Temmuz ayındaki duruşmadan sonra, Ağustos ayında böyle bir gelişmenin olacağını çok kuvvetli hissettiğimden, bu gece yarısı operasyonu beni hiç şaşırtmadı. Çünkü kamuoyu baskısı Kırgız hükümetini ve yargısını iyice bunaltmaya başlamış ve onları bu tiyatroya daha fazla devam edemez hale getirmişti. 1 Ağustos ‘taki son duruşmada yargının yaşadığı stres zaten iyice gün yüzüne çıkmıştı. Eminim ki bir duruşma daha olsaydı, mahkeme beni serbest bırakacaktı. Zaten zannedersem hükümet tarafından bu durum anlaşıldığından ‘’geceyarısı operasyonu’’ kararı alındı. Üç ay boyunca çeşitli pskolojik baskı yöntemleriyle benim Türkiye’ye dönme isteğimi belirten bir dilekçe yazmam istendi. Yani kendilerinin yapmakta zorlandıkları şeyleri bana yaptıracaklar, yasadışı bir yol izlememiş ve böylece de ‘’birilerinin’’ hışmından kurtulmuş olacaklardı. Son duruşmada benim bu durumu ifşa etmem üzerine bütün ümitler suya düştü ve kesinlikle dilekçe yazmayacağım anlaşıldı.

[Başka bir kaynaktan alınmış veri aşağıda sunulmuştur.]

use game_types::{
    ConnectionId, GameError, Player, PlayerId, PlayerStatus, Room, RoomState,
};

use crate::{GameRules, ScoringEngine, WordPool};

/// Outcome of a member leaving a room.
#[derive(Debug, Clone, PartialEq)]
pub enum Departure {
    /// The creator left; the room has to be torn down.
    CreatorLeft,
    /// A regular player or spectator was removed.
    Left(Player),
}

#[derive(Debug, Clone, PartialEq)]
pub struct RoundScore {
    pub is_match: bool,
    pub word: Option<String>,
}

/// Room state machine:
/// `Lobby --start_game--> Playing --advance_round (words exhausted)--> Ended --return_to_lobby--> Lobby`.
///
/// Every method mutates in place. Callers that need all-or-nothing behaviour
/// apply these to a copy and keep it only on `Ok`.
pub trait RoomTransitions {
    fn touch(&mut self, now_millis: i64);

    /// Add a new member, or refresh an existing one with the same id.
    fn join(
        &mut self,
        rules: &GameRules,
        player_id: PlayerId,
        name: String,
        connection_ref: ConnectionId,
    ) -> Result<Player, GameError>;

    fn reconnect(&mut self, player_id: &str, connection_ref: ConnectionId) -> Result<Player, GameError>;

    /// Flag whoever holds `connection_ref` as disconnected. Membership is untouched.
    fn disconnect(&mut self, connection_ref: ConnectionId) -> Option<PlayerId>;

    fn kick(&mut self, requester_id: &str, target_id: &str) -> Result<Option<Player>, GameError>;

    fn leave(&mut self, player_id: &str) -> Result<Departure, GameError>;

    fn mark_ready(&mut self, player_id: &str);

    fn start_game(&mut self, rules: &GameRules, requester_id: &str, pool: &WordPool) -> Result<(), GameError>;

    /// Record an answer; returns whether every connected player has now answered.
    fn record_answer(&mut self, player_id: &str, answer: String) -> Result<bool, GameError>;

    fn score_round(&mut self) -> RoundScore;

    /// Move to the next word; returns `true` once the game is over.
    fn advance_round(&mut self) -> Result<bool, GameError>;

    /// Flip an ended room back to the lobby once every player is ready.
    ///
    /// Spectators are merged into the players up to `max_players`, in the
    /// order they joined. Whoever does not fit keeps watching until the next
    /// lobby return.
    fn return_to_lobby(&mut self, rules: &GameRules) -> bool;
}

impl RoomTransitions for Room {
    fn touch(&mut self, now_millis: i64) {
        self.last_activity = now_millis;
    }

    fn join(
        &mut self,
        rules: &GameRules,
        player_id: PlayerId,
        name: String,
        connection_ref: ConnectionId,
    ) -> Result<Player, GameError> {
        if self.players.len() >= rules.max_players {
            return Err(GameError::RoomFull);
        }

        if let Some(existing) = self.member_mut(&player_id) {
            existing.attach(connection_ref);
            existing.name = name;
            return Ok(existing.clone());
        }

        let player = Player::new(player_id, name, connection_ref, false);
        if self.state == RoomState::Playing {
            self.spectators.push(player.clone());
        } else {
            self.players.push(player.clone());
        }

        Ok(player)
    }

    fn reconnect(&mut self, player_id: &str, connection_ref: ConnectionId) -> Result<Player, GameError> {
        let player = self.member_mut(player_id).ok_or(GameError::PlayerNotFound)?;
        player.attach(connection_ref);
        Ok(player.clone())
    }

    fn disconnect(&mut self, connection_ref: ConnectionId) -> Option<PlayerId> {
        let player = self
            .members_mut()
            .find(|p| p.connection_ref == connection_ref && p.is_connected)?;
        player.is_connected = false;
        Some(player.id.clone())
    }

    fn kick(&mut self, requester_id: &str, target_id: &str) -> Result<Option<Player>, GameError> {
        if !self.is_creator(requester_id) {
            return Err(GameError::Forbidden {
                action: "kick players",
            });
        }

        let kicked = self.member(target_id).cloned();
        self.players.retain(|p| p.id != target_id);
        self.spectators.retain(|p| p.id != target_id);
        self.current_answers.remove(target_id);
        Ok(kicked)
    }

    fn leave(&mut self, player_id: &str) -> Result<Departure, GameError> {
        if let Some(index) = self.players.iter().position(|p| p.id == player_id) {
            if self.players[index].is_creator {
                return Ok(Departure::CreatorLeft);
            }
            self.current_answers.remove(player_id);
            return Ok(Departure::Left(self.players.remove(index)));
        }

        if let Some(index) = self.spectators.iter().position(|p| p.id == player_id) {
            return Ok(Departure::Left(self.spectators.remove(index)));
        }

        Err(GameError::PlayerNotFound)
    }

    fn mark_ready(&mut self, player_id: &str) {
        // Spectators only watch; their status is reset when they get merged in
        if let Some(player) = self.players.iter_mut().find(|p| p.id == player_id) {
            player.status = PlayerStatus::Idle;
        }
    }

    fn start_game(&mut self, rules: &GameRules, requester_id: &str, pool: &WordPool) -> Result<(), GameError> {
        if !self.is_creator(requester_id) {
            return Err(GameError::Forbidden {
                action: "start game",
            });
        }

        if self.players.len() < rules.min_players {
            return Err(GameError::NotEnoughPlayers {
                min: rules.min_players,
            });
        }

        if !self.players.iter().all(Player::is_ready) {
            return Err(GameError::PlayersNotReady);
        }

        self.words = pool.draw(self.language, rules.words_per_game);
        self.current_word_index = 0;
        self.current_answers.clear();
        for player in &mut self.players {
            player.score = 0;
            player.status = PlayerStatus::InGame;
        }
        self.state = RoomState::Playing;

        tracing::info!(
            room_id = %self.id,
            players = self.players.len(),
            words = self.words.len(),
            "Game started"
        );
        Ok(())
    }

    fn record_answer(&mut self, player_id: &str, answer: String) -> Result<bool, GameError> {
        if self.state != RoomState::Playing {
            return Err(GameError::GameNotInProgress);
        }

        if self.player(player_id).is_none() {
            return Err(GameError::PlayerNotFound);
        }

        self.current_answers.insert(player_id.to_string(), answer);

        // Disconnected players are skipped so a dropped connection can't stall the round
        let all_answered = self
            .players
            .iter()
            .filter(|p| p.is_connected)
            .all(|p| self.current_answers.contains_key(&p.id));
        Ok(all_answered)
    }

    fn score_round(&mut self) -> RoundScore {
        let (is_match, awards) = ScoringEngine::round_points(&self.current_answers);

        for (player_id, points) in awards {
            if let Some(player) = self.players.iter_mut().find(|p| p.id == player_id) {
                player.score += points;
            }
        }

        RoundScore {
            is_match,
            word: self.current_word().map(str::to_string),
        }
    }

    fn advance_round(&mut self) -> Result<bool, GameError> {
        if self.state != RoomState::Playing {
            return Err(GameError::GameNotInProgress);
        }

        self.current_word_index += 1;
        self.current_answers.clear();

        if self.current_word_index >= self.words.len() {
            self.state = RoomState::Ended;
            // Everyone has to acknowledge the results before the lobby reopens
            for player in &mut self.players {
                player.status = PlayerStatus::AwaitingLobbyReturn;
            }
            tracing::info!(room_id = %self.id, "Game over");
            return Ok(true);
        }

        Ok(false)
    }

    fn return_to_lobby(&mut self, rules: &GameRules) -> bool {
        if self.state != RoomState::Ended || !self.players.iter().all(Player::is_ready) {
            return false;
        }

        self.state = RoomState::Lobby;
        self.words.clear();
        self.current_word_index = 0;
        self.current_answers.clear();

        let seats = rules.max_players.saturating_sub(self.players.len());
        let merged = self.spectators.len().min(seats);
        self.players.extend(self.spectators.drain(..merged));
        if !self.spectators.is_empty() {
            tracing::debug!(
                room_id = %self.id,
                waiting = self.spectators.len(),
                "Room is full, spectators keep watching"
            );
        }
        for player in &mut self.players {
            player.status = PlayerStatus::Idle;
        }

        tracing::info!(room_id = %self.id, players = self.players.len(), "Room returned to lobby");
        true
    }
}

Yasadışı bir şekilde Türkiye’ye iade edilmemden sonra Kırgızistan’da ne tür gelişmeler olabilir, tam olarak ben de hesab edemiyorum. Fakat Kırgız Hükümeti’nin de benim de bildiğimiz bir gerçek var ki, o da, ‘’birileri’’ bu durumu kuvvetle muhtemel onur meselesi haline getirecek. Bu ‘’birilerinin’’ nasıl tavır alacaklarını daha sonra hep beraber göreceğiz. Çünkü Orta Asya geleneklerinin hala kuvvetle yaşandığı Kırgızistan da ‘’Kuday Konuğu’’na hiç kimse dokunamaz, o gitmek istemedikten sonra ‘’mihmana’’ git denemez..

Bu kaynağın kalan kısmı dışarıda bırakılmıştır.